• Record excerpts:
•••

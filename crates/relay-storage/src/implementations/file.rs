//! File backed storage.
//!
//! One file per key under a base directory. Each file starts with a fixed
//! 64-byte header carrying an optional expiry, followed by the value. Writes
//! go to a temporary file that is then renamed over the target, so a crash
//! never leaves a half written bundle behind.

use crate::{StorageError, StorageFactory, StorageInterface, StorageRegistry};
use async_trait::async_trait;
use relay_types::{
	ConfigSchema, Field, FieldType, ImplementationRegistry, Schema, StorageKey, ValidationError,
};
use std::collections::HashMap;
use std::path::PathBuf;
use std::time::{Duration, SystemTime, UNIX_EPOCH};
use tokio::fs;

const DEFAULT_STORAGE_PATH: &str = "./data/relay";

fn now_secs() -> u64 {
	SystemTime::now()
		.duration_since(UNIX_EPOCH)
		.map(|d| d.as_secs())
		.unwrap_or_default()
}

/// Binary layout (64 bytes):
/// - [0-3]: magic "RLYS"
/// - [4-5]: version (u16 LE)
/// - [6-13]: expiry (u64 LE, Unix seconds, 0 = never)
/// - [14-63]: reserved, zero
#[derive(Debug, Clone, Copy, PartialEq, Eq)]
struct FileHeader {
	version: u16,
	expires_at: u64,
}

impl FileHeader {
	const MAGIC: &'static [u8; 4] = b"RLYS";
	const VERSION: u16 = 1;
	const SIZE: usize = 64;

	fn new(ttl: Duration) -> Self {
		let expires_at = if ttl.is_zero() {
			0
		} else {
			now_secs().saturating_add(ttl.as_secs())
		};
		Self {
			version: Self::VERSION,
			expires_at,
		}
	}

	fn encode(&self) -> [u8; Self::SIZE] {
		let mut bytes = [0u8; Self::SIZE];
		bytes[0..4].copy_from_slice(Self::MAGIC);
		bytes[4..6].copy_from_slice(&self.version.to_le_bytes());
		bytes[6..14].copy_from_slice(&self.expires_at.to_le_bytes());
		bytes
	}

	fn decode(bytes: &[u8]) -> Result<Self, StorageError> {
		if bytes.len() < Self::SIZE {
			return Err(StorageError::Backend("File too small for header".into()));
		}
		if &bytes[0..4] != Self::MAGIC {
			return Err(StorageError::Backend("Unrecognized file format".into()));
		}
		let version = u16::from_le_bytes([bytes[4], bytes[5]]);
		if version > Self::VERSION {
			return Err(StorageError::Backend(format!(
				"Unsupported file version: {}",
				version
			)));
		}
		let mut expires = [0u8; 8];
		expires.copy_from_slice(&bytes[6..14]);
		Ok(Self {
			version,
			expires_at: u64::from_le_bytes(expires),
		})
	}

	fn is_expired(&self) -> bool {
		self.expires_at != 0 && now_secs() >= self.expires_at
	}
}

/// Per-namespace TTLs, read from `ttl_<namespace>` keys in seconds.
#[derive(Debug, Clone, Default)]
pub struct TtlConfig {
	ttls: HashMap<StorageKey, Duration>,
}

impl TtlConfig {
	fn from_config(config: &toml::Value) -> Self {
		let ttls = StorageKey::all()
			.filter_map(|key| {
				config
					.get(format!("ttl_{}", key.as_str()))
					.and_then(|v| v.as_integer())
					.map(|secs| (key, Duration::from_secs(secs as u64)))
			})
			.collect();
		Self { ttls }
	}

	fn ttl_for_key(&self, key: &str) -> Duration {
		key.split(':')
			.next()
			.and_then(|namespace| namespace.parse::<StorageKey>().ok())
			.and_then(|namespace| self.ttls.get(&namespace).copied())
			.unwrap_or(Duration::ZERO)
	}
}

/// Stores every key as a `.bin` file under `base_path`.
pub struct FileStorage {
	base_path: PathBuf,
	ttl_config: TtlConfig,
}

impl FileStorage {
	pub fn new(base_path: PathBuf, ttl_config: TtlConfig) -> Self {
		Self {
			base_path,
			ttl_config,
		}
	}

	fn file_path(&self, key: &str) -> PathBuf {
		let safe_key = key.replace(['/', ':', '\\'], "_");
		self.base_path.join(format!("{}.bin", safe_key))
	}
}

#[async_trait]
impl StorageInterface for FileStorage {
	async fn get_bytes(&self, key: &str) -> Result<Vec<u8>, StorageError> {
		let mut data = match fs::read(self.file_path(key)).await {
			Ok(data) => data,
			Err(e) if e.kind() == std::io::ErrorKind::NotFound => return Err(StorageError::NotFound),
			Err(e) => return Err(StorageError::Backend(e.to_string())),
		};

		let header = FileHeader::decode(&data)?;
		if header.is_expired() {
			return Err(StorageError::NotFound);
		}
		Ok(data.split_off(FileHeader::SIZE))
	}

	async fn set_bytes(&self, key: &str, value: Vec<u8>, ttl: Option<Duration>) -> Result<(), StorageError> {
		let path = self.file_path(key);
		fs::create_dir_all(&self.base_path)
			.await
			.map_err(|e| StorageError::Backend(e.to_string()))?;

		let ttl = ttl.unwrap_or_else(|| self.ttl_config.ttl_for_key(key));
		let mut contents = Vec::with_capacity(FileHeader::SIZE + value.len());
		contents.extend_from_slice(&FileHeader::new(ttl).encode());
		contents.extend_from_slice(&value);

		let temp_path = path.with_extension("tmp");
		fs::write(&temp_path, contents)
			.await
			.map_err(|e| StorageError::Backend(e.to_string()))?;
		fs::rename(&temp_path, &path)
			.await
			.map_err(|e| StorageError::Backend(e.to_string()))
	}

	async fn delete(&self, key: &str) -> Result<(), StorageError> {
		match fs::remove_file(self.file_path(key)).await {
			Ok(()) => Ok(()),
			Err(e) if e.kind() == std::io::ErrorKind::NotFound => Ok(()),
			Err(e) => Err(StorageError::Backend(e.to_string())),
		}
	}

	async fn exists(&self, key: &str) -> Result<bool, StorageError> {
		match self.get_bytes(key).await {
			Ok(_) => Ok(true),
			Err(StorageError::NotFound) => Ok(false),
			Err(e) => Err(e),
		}
	}

	fn config_schema(&self) -> Box<dyn ConfigSchema> {
		Box::new(FileStorageSchema)
	}

	async fn cleanup_expired(&self) -> Result<usize, StorageError> {
		let mut entries = match fs::read_dir(&self.base_path).await {
			Ok(entries) => entries,
			Err(e) if e.kind() == std::io::ErrorKind::NotFound => return Ok(0),
			Err(e) => return Err(StorageError::Backend(e.to_string())),
		};

		let mut removed = 0;
		while let Some(entry) = entries
			.next_entry()
			.await
			.map_err(|e| StorageError::Backend(e.to_string()))?
		{
			let path = entry.path();
			if path.extension().and_then(|e| e.to_str()) != Some("bin") {
				continue;
			}
			let expired = match fs::read(&path).await {
				Ok(data) => FileHeader::decode(&data).is_ok_and(|h| h.is_expired()),
				Err(e) => {
					tracing::debug!(path = %path.display(), error = %e, "Skipping unreadable file");
					false
				},
			};
			if expired {
				match fs::remove_file(&path).await {
					Ok(()) => removed += 1,
					Err(e) => tracing::warn!(path = %path.display(), error = %e, "Failed to remove expired file"),
				}
			}
		}
		Ok(removed)
	}
}

/// Configuration schema for FileStorage.
pub struct FileStorageSchema;

impl ConfigSchema for FileStorageSchema {
	fn validate(&self, config: &toml::Value) -> Result<(), ValidationError> {
		let mut optional = vec![Field::new("storage_path", FieldType::String)];
		optional.extend(StorageKey::all().map(|key| {
			Field::new(
				format!("ttl_{}", key.as_str()),
				FieldType::Integer {
					min: Some(0),
					max: None,
				},
			)
		}));
		Schema::new(vec![], optional).validate(config)
	}
}

/// Factory function to create a file storage backend from configuration.
///
/// Configuration parameters:
/// - `storage_path`: base directory (default: "./data/relay")
/// - `ttl_<namespace>` for each storage namespace, e.g. `ttl_tips`: TTL in
///   seconds, 0 keeps forever
pub fn create_storage(config: &toml::Value) -> Result<Box<dyn StorageInterface>, StorageError> {
	FileStorageSchema
		.validate(config)
		.map_err(|e| StorageError::Configuration(e.to_string()))?;

	let storage_path = config
		.get("storage_path")
		.and_then(|v| v.as_str())
		.unwrap_or(DEFAULT_STORAGE_PATH);

	Ok(Box::new(FileStorage::new(
		PathBuf::from(storage_path),
		TtlConfig::from_config(config),
	)))
}

/// Registry for the file storage implementation.
pub struct Registry;

impl ImplementationRegistry for Registry {
	const NAME: &'static str = "file";
	type Factory = StorageFactory;

	fn factory() -> Self::Factory {
		create_storage
	}
}

impl StorageRegistry for Registry {}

•••

• Task description: From the records, determine the number of lines holding the word "FileStorageSchema", and state that number only.

• Result of this task: 4